As demonstrated in both examples described, collecting biomarker data is critical
to allow robust PK/PD modeling in early clinical trials. Proactive communicating and
collaborating within the multidisciplinary team is important, so that the right data
analysis strategy and methodology are selected, and the right study design is implemented
to collect the right data to allow appropriate modeling. In addition, due to the fast
pace and potentially seamless progression of oncology clinical trials, the analyses
should be prioritized and performed in real‐time fashion in order to timely impact
dose selection in the next stage of clinical trials.
For small‐molecule compounds with high cellular permeability, comparing in vivo exposure
of unbound drug at a given dose vs. nonclinical potency data could inform dose selection
in early clinical trials. In the examples described above, the minimal concentration
at steady state of the selected dose of WNT974 and ABL001 is above the IC50s of in
vitro cell proliferation assays after correction for protein binding. However, for
small molecules with low membrane permeability or biologics, tissue distribution at
the site of action may be important to consider. In general, translation from preclinical
to clinical is challenging in oncology and IO. Many factors should be considered,
such as the difference in biology and immunology, target expression, and drug disposition.

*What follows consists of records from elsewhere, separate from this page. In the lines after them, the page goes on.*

use std::sync::Arc;

use sea_orm::DatabaseConnection;

use configs::{AppConfig, SiteConfig};
use service::contact::{repo::seaorm::SeaOrmContactRepository, ContactService};
use service::mail::Notifier;

/// Shared by every handler; cheap to clone.
#[derive(Clone)]
pub struct AppState {
    pub db: DatabaseConnection,
    pub site: Arc<SiteConfig>,
    pub contact: Arc<ContactService<SeaOrmContactRepository>>,
    pub admin_key: Option<Arc<str>>,
}

impl AppState {
    pub fn new(db: DatabaseConnection, cfg: &AppConfig, notifier: Arc<dyn Notifier>) -> Self {
        let repo = Arc::new(SeaOrmContactRepository { db: db.clone() });
        Self {
            db,
            site: Arc::new(cfg.site.clone()),
            contact: Arc::new(ContactService::new(repo, notifier)),
            admin_key: cfg.admin.api_key.as_deref().map(Arc::from),
        }
    }
}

Hence, designing the right clinical studies early on, thoroughly analyzing clinical
data, and leveraging nonclinical data are all necessary enablers in early‐phase clinical
development.
Modeling & simulation in late‐phase clinical development
M&S has been widely applied in late‐phase clinical development to confirm the right
dosing for a broad patient population, fulfil dose adjustment needs in patient subgroups,
and characterize the effects of intrinsic and extrinsic factors. Analyses at this
stage generally focus on clinical outcomes such as primary efficacy end points and
major adverse events. A modeling platform established based on data from phase II/III
trials can many times further be applied to inform other projects in the indication,
with the same mechanism of action (MOA), and/or in combination therapy. Atezolizumab,
a human monoclonal antibody that targets programmed cell death‐1 ligand 1 (PD‐L1),
is an example in IO that M&S has contributed to late‐phase clinical development.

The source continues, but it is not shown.